Elizabeth Warren pushed back against critics of her newly-released plan to phase in implementation of a single-payer health care system, insisting Saturday that she is “fully committed” to Medicare for All and that she plans to first build on existing health care programs because “people need help right now.”

“My commitment to Medicare for All is all the way,” Warren told reporters, responding to critics who’ve questioned the timing behind the release of her implementation plan.

On Friday, the Massachusetts Democrat released a plan outlining how she would transition to a full Medicare for All program, first by using executive action to bring down drug and health care prices and by pushing Congress to pass a bill giving Americans the option to buy in to an expanded government-run Medicare plan. Warren says she’ll then work with Congress to pass pieces of a universal coverage proposal more gradually, with the whole thing being ready “no later than” her third year in office.

This is sounding suspiciously like the sort of strategy that’s being proposed by many of the other Democratic hopefuls. As soon as they get into office, they’ll take “immediate action” to implement their policies by signing a raft of executive orders. Do you know who that sounds like? Donald Trump. And Barack Obama. And pretty much every other president in the modern era.

Correct me if I’m wrong here, but I thought jamming through constitutionally dubious rules via executive order was a bad thing. They’ve all been complaining about Trump’s executive orders. (Of course, the President complained about Obama’s also, and so on, and so on.) Or maybe it’s only bad if a Republican does it.

But Warren’s plans for such orders are particularly toxic in a free capitalist society. It’s bad enough when Congress or state and municipal legislatures pass laws telling businesses how they should operate, what they can charge for goods and services or how much they must pay their workers. It unbalances the system and generally leads to job losses and closures. But if a single person can sign a piece of paper and dictate how much anyone can charge for medicine (or anything else for that matter), chaos is on the way.
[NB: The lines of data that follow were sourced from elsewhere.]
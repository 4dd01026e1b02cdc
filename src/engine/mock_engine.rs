//! In-memory engine used by the unit tests.

use std::collections::{HashMap, HashSet};
use std::sync::{Arc, Mutex, Weak};

use async_trait::async_trait;
use bytes::Bytes;
use portable_atomic::{AtomicBool, AtomicUsize};
use serde_json::json;
use std::sync::atomic::Ordering;
use tokio::sync::mpsc;

use super::*;
use crate::data_channel::data_channel_state::RTCDataChannelState;
use crate::data_channel::{DataChannelEventHandler, DataChannelMessage};
use crate::peer_connection::sdp::sdp_type::RTCSdpType;

type SharedDataChannelHandler = Arc<Mutex<Option<Arc<dyn DataChannelEventHandler>>>>;

/// MockDataChannel delivers sent frames to its linked remote channel, in
/// order, from a background task.
pub(crate) struct MockDataChannel {
    label: String,
    id: Option<u16>,
    state: Mutex<RTCDataChannelState>,
    handler: SharedDataChannelHandler,
    remote: Mutex<Weak<MockDataChannel>>,
    inbound_tx: mpsc::UnboundedSender<DataChannelMessage>,
    sent: Mutex<Vec<String>>,
}

impl MockDataChannel {
    pub(crate) fn new(label: &str, id: Option<u16>) -> Arc<Self> {
        let (inbound_tx, mut inbound_rx) = mpsc::unbounded_channel::<DataChannelMessage>();
        let handler: SharedDataChannelHandler = Arc::new(Mutex::new(None));

        let pump_handler = Arc::clone(&handler);
        tokio::spawn(async move {
            while let Some(msg) = inbound_rx.recv().await {
                let handler = pump_handler.lock().unwrap().clone();
                if let Some(handler) = handler {
                    handler.on_message(msg).await;
                }
            }
        });

        Arc::new(MockDataChannel {
            label: label.to_owned(),
            id,
            state: Mutex::new(RTCDataChannelState::Connecting),
            handler,
            remote: Mutex::new(Weak::new()),
            inbound_tx,
            sent: Mutex::new(vec![]),
        })
    }

    fn handler(&self) -> Option<Arc<dyn DataChannelEventHandler>> {
        self.handler.lock().unwrap().clone()
    }

    /// link connects two channels so that frames sent on one arrive on the
    /// other, then opens both.
    pub(crate) async fn link(a: &Arc<MockDataChannel>, b: &Arc<MockDataChannel>) {
        *a.remote.lock().unwrap() = Arc::downgrade(b);
        *b.remote.lock().unwrap() = Arc::downgrade(a);
        a.open().await;
        b.open().await;
    }

    pub(crate) async fn open(&self) {
        *self.state.lock().unwrap() = RTCDataChannelState::Open;
        if let Some(handler) = self.handler() {
            handler.on_open().await;
        }
    }

    /// inject hands a frame to the local handler as if the remote sent it.
    pub(crate) fn inject(&self, text: &str) {
        let _ = self.inbound_tx.send(DataChannelMessage::text(text));
    }

    pub(crate) async fn fail(&self, err: Error) {
        if let Some(handler) = self.handler() {
            handler.on_error(err).await;
        }
    }

    /// sent returns every text frame sent so far.
    pub(crate) fn sent(&self) -> Vec<String> {
        self.sent.lock().unwrap().clone()
    }
}

#[async_trait]
impl DataChannel for MockDataChannel {
    fn label(&self) -> &str {
        self.label.as_str()
    }

    fn id(&self) -> Option<u16> {
        self.id
    }

    fn ready_state(&self) -> RTCDataChannelState {
        *self.state.lock().unwrap()
    }

    async fn send_text(&self, text: String) -> Result<usize> {
        if self.ready_state() != RTCDataChannelState::Open {
            return Err(Error::ErrEngine("mock data channel not open".to_owned()));
        }

        self.sent.lock().unwrap().push(text.clone());
        let len = text.len();
        let remote = self.remote.lock().unwrap().upgrade();
        if let Some(remote) = remote {
            let _ = remote.inbound_tx.send(DataChannelMessage::text(&text));
        }
        Ok(len)
    }

    async fn send(&self, data: &Bytes) -> Result<usize> {
        if self.ready_state() != RTCDataChannelState::Open {
            return Err(Error::ErrEngine("mock data channel not open".to_owned()));
        }

        let remote = self.remote.lock().unwrap().upgrade();
        if let Some(remote) = remote {
            let _ = remote.inbound_tx.send(DataChannelMessage {
                is_string: false,
                data: data.clone(),
            });
        }
        Ok(data.len())
    }

    fn set_event_handler(&self, handler: Option<Arc<dyn DataChannelEventHandler>>) {
        *self.handler.lock().unwrap() = handler;
    }

    async fn close(&self) -> Result<()> {
        {
            let mut state = self.state.lock().unwrap();
            if *state == RTCDataChannelState::Closed {
                return Ok(());
            }
            *state = RTCDataChannelState::Closed;
        }
        if let Some(handler) = self.handler() {
            handler.on_close().await;
        }
        Ok(())
    }
}

#[derive(Default)]
struct MockSender {
    track: Option<Arc<dyn MediaStreamTrack>>,
    parameters: RTCRtpSendParameters,
}

/// MockEngine records every call, writes fake SDP and lets tests fire the
/// events a real engine would.
pub(crate) struct MockEngine {
    name: String,
    calls: Mutex<Vec<String>>,
    failures: Mutex<HashSet<&'static str>>,
    drop_local_description: AtomicBool,
    reconfigurable: AtomicBool,

    version: AtomicUsize,
    local_description: Mutex<Option<RTCSessionDescription>>,
    remote_description: Mutex<Option<RTCSessionDescription>>,
    configuration: Mutex<RTCConfiguration>,

    next_sender_id: AtomicUsize,
    senders: Mutex<HashMap<RTCRtpSenderId, MockSender>>,

    data_channel: Mutex<Option<Arc<MockDataChannel>>>,
    handler: Mutex<Option<Arc<dyn EngineEventHandler>>>,
}

impl MockEngine {
    pub(crate) fn new(name: &str) -> Arc<Self> {
        Arc::new(MockEngine {
            name: name.to_owned(),
            calls: Mutex::new(vec![]),
            failures: Mutex::new(HashSet::new()),
            drop_local_description: AtomicBool::new(false),
            reconfigurable: AtomicBool::new(true),
            version: AtomicUsize::new(0),
            local_description: Mutex::new(None),
            remote_description: Mutex::new(None),
            configuration: Mutex::new(RTCConfiguration::default()),
            next_sender_id: AtomicUsize::new(0),
            senders: Mutex::new(HashMap::new()),
            data_channel: Mutex::new(None),
            handler: Mutex::new(None),
        })
    }

    /// fail_on makes every later call of `op` fail with an engine error.
    pub(crate) fn fail_on(&self, op: &'static str) {
        self.failures.lock().unwrap().insert(op);
    }

    /// drop_local_descriptions makes the engine accept local descriptions
    /// without ever committing them.
    pub(crate) fn drop_local_descriptions(&self) {
        self.drop_local_description.store(true, Ordering::SeqCst);
    }

    pub(crate) fn set_reconfigurable(&self, reconfigurable: bool) {
        self.reconfigurable.store(reconfigurable, Ordering::SeqCst);
    }

    pub(crate) fn calls(&self) -> Vec<String> {
        self.calls.lock().unwrap().clone()
    }

    pub(crate) fn call_count(&self, op: &str) -> usize {
        self.calls
            .lock()
            .unwrap()
            .iter()
            .filter(|call| call.split('(').next() == Some(op))
            .count()
    }

    pub(crate) fn remote_description(&self) -> Option<RTCSessionDescription> {
        self.remote_description.lock().unwrap().clone()
    }

    pub(crate) fn data_channel(&self) -> Option<Arc<MockDataChannel>> {
        self.data_channel.lock().unwrap().clone()
    }

    pub(crate) fn sender_track(&self, sender: RTCRtpSenderId) -> Option<Arc<dyn MediaStreamTrack>> {
        self.senders
            .lock()
            .unwrap()
            .get(&sender)
            .and_then(|s| s.track.clone())
    }

    pub(crate) fn has_event_handler(&self) -> bool {
        self.handler.lock().unwrap().is_some()
    }

    fn record(&self, op: &'static str, arg: &str) -> Result<()> {
        let call = if arg.is_empty() {
            op.to_owned()
        } else {
            format!("{op}({arg})")
        };
        self.calls.lock().unwrap().push(call);

        if self.failures.lock().unwrap().contains(op) {
            Err(Error::ErrEngine(format!("mock {op} failure")))
        } else {
            Ok(())
        }
    }

    fn fake_description(&self, sdp_type: RTCSdpType, ice_restart: bool) -> RTCSessionDescription {
        let version = self.version.fetch_add(1, Ordering::SeqCst);
        let mut sdp = format!(
            "v=0\r\no=- {} {} IN IP4 127.0.0.1\r\ns=-\r\nt=0 0\r\n",
            self.name, version
        );
        if ice_restart {
            sdp.push_str("a=ice-options:restart\r\n");
        }
        RTCSessionDescription { sdp_type, sdp }
    }

    fn handler(&self) -> Option<Arc<dyn EngineEventHandler>> {
        self.handler.lock().unwrap().clone()
    }

    pub(crate) async fn fire_ice_connection_state(&self, state: RTCIceConnectionState) {
        if let Some(handler) = self.handler() {
            handler.on_ice_connection_state_change(state).await;
        }
    }

    pub(crate) async fn fire_connection_state(&self, state: RTCPeerConnectionState) {
        if let Some(handler) = self.handler() {
            handler.on_connection_state_change(state).await;
        }
    }

    pub(crate) async fn fire_ice_candidate(&self, candidate: Option<RTCIceCandidateInit>) {
        if let Some(handler) = self.handler() {
            handler.on_ice_candidate(candidate).await;
        }
    }

    pub(crate) async fn fire_track(&self, track: RemoteTrack) {
        if let Some(handler) = self.handler() {
            handler.on_track(track).await;
        }
    }
}

#[async_trait]
impl PeerConnectionEngine for MockEngine {
    async fn create_offer(
        &self,
        options: Option<RTCOfferOptions>,
    ) -> Result<RTCSessionDescription> {
        let ice_restart = options.map(|o| o.ice_restart).unwrap_or_default();
        self.record("create_offer", if ice_restart { "ice_restart" } else { "" })?;
        Ok(self.fake_description(RTCSdpType::Offer, ice_restart))
    }

    async fn create_answer(&self) -> Result<RTCSessionDescription> {
        self.record("create_answer", "")?;
        Ok(self.fake_description(RTCSdpType::Answer, false))
    }

    async fn set_local_description(&self, desc: RTCSessionDescription) -> Result<()> {
        self.record("set_local_description", &desc.sdp_type.to_string())?;
        if !self.drop_local_description.load(Ordering::SeqCst) {
            *self.local_description.lock().unwrap() = Some(desc);
        }
        Ok(())
    }

    async fn set_remote_description(&self, desc: RTCSessionDescription) -> Result<()> {
        self.record("set_remote_description", &desc.sdp_type.to_string())?;
        *self.remote_description.lock().unwrap() = Some(desc);
        Ok(())
    }

    async fn local_description(&self) -> Option<RTCSessionDescription> {
        self.local_description.lock().unwrap().clone()
    }

    async fn add_ice_candidate(&self, candidate: RTCIceCandidateInit) -> Result<()> {
        self.record("add_ice_candidate", &candidate.candidate)
    }

    async fn get_configuration(&self) -> RTCConfiguration {
        self.configuration.lock().unwrap().clone()
    }

    fn can_set_configuration(&self) -> bool {
        self.reconfigurable.load(Ordering::SeqCst)
    }

    async fn set_configuration(&self, configuration: RTCConfiguration) -> Result<()> {
        self.record("set_configuration", "")?;
        *self.configuration.lock().unwrap() = configuration;
        Ok(())
    }

    async fn create_data_channel(
        &self,
        label: &str,
        options: Option<RTCDataChannelInit>,
    ) -> Result<Arc<dyn DataChannel>> {
        self.record("create_data_channel", label)?;
        let id = options.and_then(|o| o.negotiated);
        let data_channel = MockDataChannel::new(label, id);
        *self.data_channel.lock().unwrap() = Some(Arc::clone(&data_channel));
        Ok(data_channel)
    }

    async fn add_track(
        &self,
        track: Arc<dyn MediaStreamTrack>,
        track_index: TrackIndex,
    ) -> Result<RTCRtpSenderId> {
        self.record("add_track", &track_index.to_string())?;
        let id = RTCRtpSenderId(self.next_sender_id.fetch_add(1, Ordering::SeqCst));
        self.senders.lock().unwrap().insert(
            id,
            MockSender {
                track: Some(track),
                parameters: RTCRtpSendParameters {
                    transaction_id: format!("{}-{}", self.name, id.0),
                    encodings: vec![Default::default()],
                },
            },
        );
        Ok(id)
    }

    async fn replace_track(
        &self,
        sender: RTCRtpSenderId,
        track: Arc<dyn MediaStreamTrack>,
    ) -> Result<()> {
        self.record("replace_track", &sender.0.to_string())?;
        let mut senders = self.senders.lock().unwrap();
        let sender = senders
            .get_mut(&sender)
            .ok_or_else(|| Error::ErrEngine("no such sender".to_owned()))?;
        sender.track = Some(track);
        Ok(())
    }

    async fn remove_track(&self, sender: RTCRtpSenderId) -> Result<()> {
        self.record("remove_track", &sender.0.to_string())?;
        self.senders
            .lock()
            .unwrap()
            .remove(&sender)
            .map(|_| ())
            .ok_or_else(|| Error::ErrEngine("no such sender".to_owned()))
    }

    async fn get_parameters(&self, sender: RTCRtpSenderId) -> Result<RTCRtpSendParameters> {
        self.record("get_parameters", &sender.0.to_string())?;
        self.senders
            .lock()
            .unwrap()
            .get(&sender)
            .map(|s| s.parameters.clone())
            .ok_or_else(|| Error::ErrEngine("no such sender".to_owned()))
    }

    async fn set_parameters(
        &self,
        sender: RTCRtpSenderId,
        parameters: RTCRtpSendParameters,
    ) -> Result<()> {
        self.record("set_parameters", &sender.0.to_string())?;
        let mut senders = self.senders.lock().unwrap();
        let sender = senders
            .get_mut(&sender)
            .ok_or_else(|| Error::ErrEngine("no such sender".to_owned()))?;
        if sender.parameters.transaction_id != parameters.transaction_id {
            return Err(Error::ErrEngine("stale transaction id".to_owned()));
        }
        sender.parameters = parameters;
        Ok(())
    }

    async fn get_stats(&self, selector: StatsSelector) -> Result<StatsReport> {
        let mut report = StatsReport::default();
        match selector {
            StatsSelector::Sender(id) => {
                self.record("get_stats", &format!("sender {}", id.0))?;
                report.insert(
                    &format!("OT{}", id.0),
                    json!({"type": "outbound-rtp", "senderId": id.0}),
                );
            }
            StatsSelector::Receiver(id) => {
                self.record("get_stats", &format!("receiver {}", id.0))?;
                report.insert(
                    &format!("IT{}", id.0),
                    json!({"type": "inbound-rtp", "receiverId": id.0}),
                );
            }
            StatsSelector::None => {
                self.record("get_stats", "")?;
                report.insert("P", json!({"type": "peer-connection"}));
            }
        }
        Ok(report)
    }

    fn set_event_handler(&self, handler: Option<Arc<dyn EngineEventHandler>>) {
        *self.handler.lock().unwrap() = handler;
    }

    async fn close(&self) -> Result<()> {
        self.record("close", "")?;
        let data_channel = self.data_channel();
        if let Some(data_channel) = data_channel {
            data_channel.close().await?;
        }
        Ok(())
    }
}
That’s not to say that drug prices aren’t outrageous and a solution needs to be found, but to have Warren do it via executive order can’t possibly end well.

As far as holding off on M4A until her third year in office, this is likely just a case of Warren giving a nod to reality without coming out and saying it. That sort of massive reimagining of the nation’s health insurance and healthcare structure can’t possibly be done by an EO. She’s going to need Congress to pass something that massive, and given the broad unpopularity of any plan that eliminates private insurance, the votes won’t exist to do this.

In other words, her M4A scheme is a pipe dream, but in the event that she’s somehow elected, she doesn’t want to be held accountable for failing to deliver until well into her term. And then she can take a page from all the other presidents’ playbooks and simply blame Congress for their inaction on the project. Of course, if the nation puts this socialist in office and gives the Senate back to her party, the economy will likely have already tanked so badly that nobody will notice that they don’t have “free” Medicare coverage. They’ll be too busy trying to make sure they don’t lose their homes.